Corrections officials say it’s difficult to say whether the state will have roughly 42,000 inmates some time after the pandemic ends. But lawyers and officials who work in county criminal justice systems said they believe the numbers of will creep back up.
“Everything that I have seen contributing to the decline is based on temporary things, so I think this is temporary,” said Christine Jones, a trial supervisor in the Maricopa County Office of the Public Defender.
More than half of Arizona’s 15 counties also have seen decreases in the number of inmates in their jails.
The jail population in Maricopa County, which operates the largest county jail system in Arizona, has had a 24% decrease in its jail population, from 7,100 in December 2019 to about 5,400 this week.
The most significant factor in lowering the county’s jail population has been police agencies that are citing and releasing people for certain nonviolent offenses, rather than booking, in an attempt to limit their contact with jails during the pandemic, said Sheriff Paul Penzone.
Penzone said his office is examining data to determine whether the cite-and-release approach taken during the pandemic will have any effects on crime rates and to examine the financial savings from having fewer people locked up.
While acknowledging that some offenders still need to be imprisoned, Pima County Attorney Laura Conover, a newly elected prosecutor who believes the state should rely on prison far less, said the decline in the prison population offers a chance to consider whether the state wants to keep so many people locked up.
Yavapai County Attorney Sheila Polk, whose office didn’t hold a felony trial for three months last year but has since resumed, said her office is already working with others in the legal system to reduce the backlog.
Polk said the Arizona Supreme Court’s suspension of a speedy-trial rule is set to expire at the end of March, meaning her office needs to be prepared to take a number of cases to trial unless the rule suspension is extended.
“You can’t stop arresting people and you can’t neglect public safety,” Polk said. “And you when you arrest somebody, there are a series of things in the courtroom that have to occur.
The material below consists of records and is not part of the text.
// Window and dialog management core for the simulated desktop
pub mod audio;
pub mod config;
pub mod content;
pub mod desktop;
pub mod drag;
pub mod error;
pub mod geometry;
pub mod lifecycle;
pub mod meter;
pub mod prefs;
pub mod state;
pub mod surface;

// Tauri commands for the web view
#[cfg(feature = "desktop")]
mod commands;

pub use config::DesktopConfig;
pub use content::{ContentLoader, Fetch, HttpFetcher};
pub use desktop::shortcut::{ShortcutSpec, ShortcutTarget};
pub use error::{DesktopError, LoadError};
pub use lifecycle::Shell;
pub use state::dialog::{Activation, ContentKind, DialogContent, DialogKey, DialogPhase};
pub use state::{DialogRegistry, OpenOutcome};
pub use surface::{Surface, SurfaceEvent};

#[cfg(feature = "desktop")]
#[cfg_attr(mobile, tauri::mobile_entry_point)]
pub fn run() {
    use tauri::Manager;

    #[cfg(not(feature = "audio"))]
    use {
        audio::{Silent, SoundCue},
        std::sync::Arc,
    };
    use prefs::PreferenceStore;
    use surface::TauriSurface;

    let _ = env_logger::try_init();
    let config = DesktopConfig::load_or_default();

    // The output stream must outlive the app; it cannot move into managed state.
    #[cfg(feature = "audio")]
    let (sound, _stream) = open_sound(&config);
    #[cfg(not(feature = "audio"))]
    let sound: Arc<dyn SoundCue> = Arc::new(Silent);

    tauri::Builder::default()
        .plugin(tauri_plugin_opener::init())
        .setup(move |app| {
            let fetcher = HttpFetcher::new(&config.content)?;
            let runtime =
                tauri::async_runtime::block_on(async { tokio::runtime::Handle::current() });

            let prefs_dir = app.path().app_data_dir()?;
            app.manage(PreferenceStore::new(prefs_dir, &config.prefs));

            let surface = TauriSurface::new(app.handle().clone());
            app.manage(Shell::new(config, surface, fetcher, sound, runtime));

            log::info!("[Desktop] Shell initialized");
            Ok(())
        })
        .invoke_handler(tauri::generate_handler![
            // Desktop surface
            commands::set_viewport,
            commands::set_desktop_bounds,
            commands::register_icon,
            commands::icon_pointer_down,
            commands::activate_icon,
            // Dialogs
            commands::open_dialog,
            commands::focus_dialog,
            commands::close_dialog,
            commands::is_dialog_open,
            commands::list_dialogs,
            commands::dialog_measured,
            commands::dialog_pointer_down,
            // Pointer
            commands::pointer_move,
            commands::pointer_up,
            // Taskbar
            commands::usage_report,
            commands::get_theme,
            commands::toggle_theme,
        ])
        .run(tauri::generate_context!())
        .unwrap_or_else(|e| log::error!("[Desktop] Error while running tauri application: {}", e));
}

#[cfg(all(feature = "desktop", feature = "audio"))]
fn open_sound(
    config: &DesktopConfig,
) -> (std::sync::Arc<dyn audio::SoundCue>, Option<rodio::OutputStream>) {
    use std::sync::Arc;

    if !config.audio.enabled {
        return (Arc::new(audio::Silent), None);
    }
    match audio::sfx::SfxEngine::open_default(&config.audio) {
        Ok((engine, stream)) => (Arc::new(engine), Some(stream)),
        Err(e) => {
            log::warn!("[Audio] {}; continuing without sound", e);
            (Arc::new(audio::Silent), None)
        }
    }
}
// Prevents additional console window on Windows in release, DO NOT REMOVE!!
#![cfg_attr(not(debug_assertions), windows_subsystem = "windows")]

fn main() {
    portfolio_desktop_lib::run()
}
// The page-facing side of the desktop. Every DOM change the core wants is
// expressed as a SurfaceEvent; the host decides how to apply it.

use serde::Serialize;

use crate::drag::DragState;
use crate::geometry::Point;
use crate::state::dialog::{ContentKind, DialogContent};

#[derive(Clone, Debug, PartialEq, Serialize)]
#[serde(tag = "type")]
pub enum SurfaceEvent {
    /// Append a dialog node (header with empty title + close control, content
    /// region) to the document body
    DialogMounted {
        id: String,
        key: String,
        kind: ContentKind,
        content: DialogContent,
        z_order: u32,
    },
    /// Typing animation frame for the dialog header
    DialogTitle { id: String, text: String },
    DialogContent { id: String, content: DialogContent },
    DialogMoved { id: String, position: Point },
    DialogRaised { id: String, z_order: u32 },
    DialogDrag { id: String, state: DragState },
    DialogRemoved { id: String },
    IconMoved { id: String, position: Point },
    IconStacked { id: String, z_order: u32 },
    IconDrag { id: String, state: DragState },
    /// Page-level background scroll lock
    ScrollLock { engaged: bool },
    ExternalLink { url: String },
}

impl SurfaceEvent {
    /// Event name the web view listens for
    pub fn name(&self) -> &'static str {
        match self {
            SurfaceEvent::DialogMounted { .. } => "dialog-mounted",
            SurfaceEvent::DialogTitle { .. } => "dialog-title",
            SurfaceEvent::DialogContent { .. } => "dialog-content",
            SurfaceEvent::DialogMoved { .. } => "dialog-moved",
            SurfaceEvent::DialogRaised { .. } => "dialog-raised",
            SurfaceEvent::DialogDrag { .. } => "dialog-drag",
            SurfaceEvent::DialogRemoved { .. } => "dialog-removed",
            SurfaceEvent::IconMoved { .. } => "icon-moved",
            SurfaceEvent::IconStacked { .. } => "icon-stacked",
            SurfaceEvent::IconDrag { .. } => "icon-drag",
            SurfaceEvent::ScrollLock { .. } => "scroll-lock",
            SurfaceEvent::ExternalLink { .. } => "external-link",
        }
    }

    /// Id of the dialog node this event writes to, if any
    pub fn dialog_id(&self) -> Option<&str> {
        match self {
            SurfaceEvent::DialogMounted { id, .. }
            | SurfaceEvent::DialogTitle { id, .. }
            | SurfaceEvent::DialogContent { id, .. }
            | SurfaceEvent::DialogMoved { id, .. }
            | SurfaceEvent::DialogRaised { id, .. }
            | SurfaceEvent::DialogDrag { id, .. }
            | SurfaceEvent::DialogRemoved { id } => Some(id),
            _ => None,
        }
    }
}

/// Sink for page writes. Called with the session lock held, so
/// implementations must not call back into the shell.
pub trait Surface: Send + Sync + 'static {
    fn apply(&self, event: SurfaceEvent);
}

#[cfg(feature = "desktop")]
pub use self::tauri_surface::TauriSurface;

#[cfg(feature = "desktop")]
mod tauri_surface {
    use super::{Surface, SurfaceEvent};
    use tauri::{AppHandle, Emitter};
    use tauri_plugin_opener::OpenerExt;

    /// Emits surface events to the web view
    pub struct TauriSurface {
        app: AppHandle,
    }

    impl TauriSurface {
        pub fn new(app: AppHandle) -> Self {
            Self { app }
        }
    }

    impl Surface for TauriSurface {
        fn apply(&self, event: SurfaceEvent) {
            if let SurfaceEvent::ExternalLink { url } = &event {
                if let Err(e) = self.app.opener().open_url(url.as_str(), None::<&str>) {
                    log::warn!("[Surface] Failed to open {}: {}", url, e);
                }
            }
            if let Err(e) = self.app.emit(event.name(), &event) {
                log::warn!("[Surface] Failed to emit {}: {}", event.name(), e);
            }
        }
    }
}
We have managed to do it.”
State prisons and some county jails in Arizona have been hard hit by the virus.
More than 11,000 inmates in Arizona’s prisons have tested positive for the virus during the pandemic, leading to 31 confirmed COVID-19 deaths and another 19 deaths suspect to have been caused by the virus.
More than 2,600 people who work in state prisons also have tested positive. Corrections officials have declined to say whether any staff members have died from the virus.
In county jails across Arizona, more than 3,500 inmates and nearly 900 employees have tested positive since last spring.
Two Pima County jail inmates, a Maricopa County jail officer and a Camp Verde Detention Center employee in Yavapai County have died from the virus.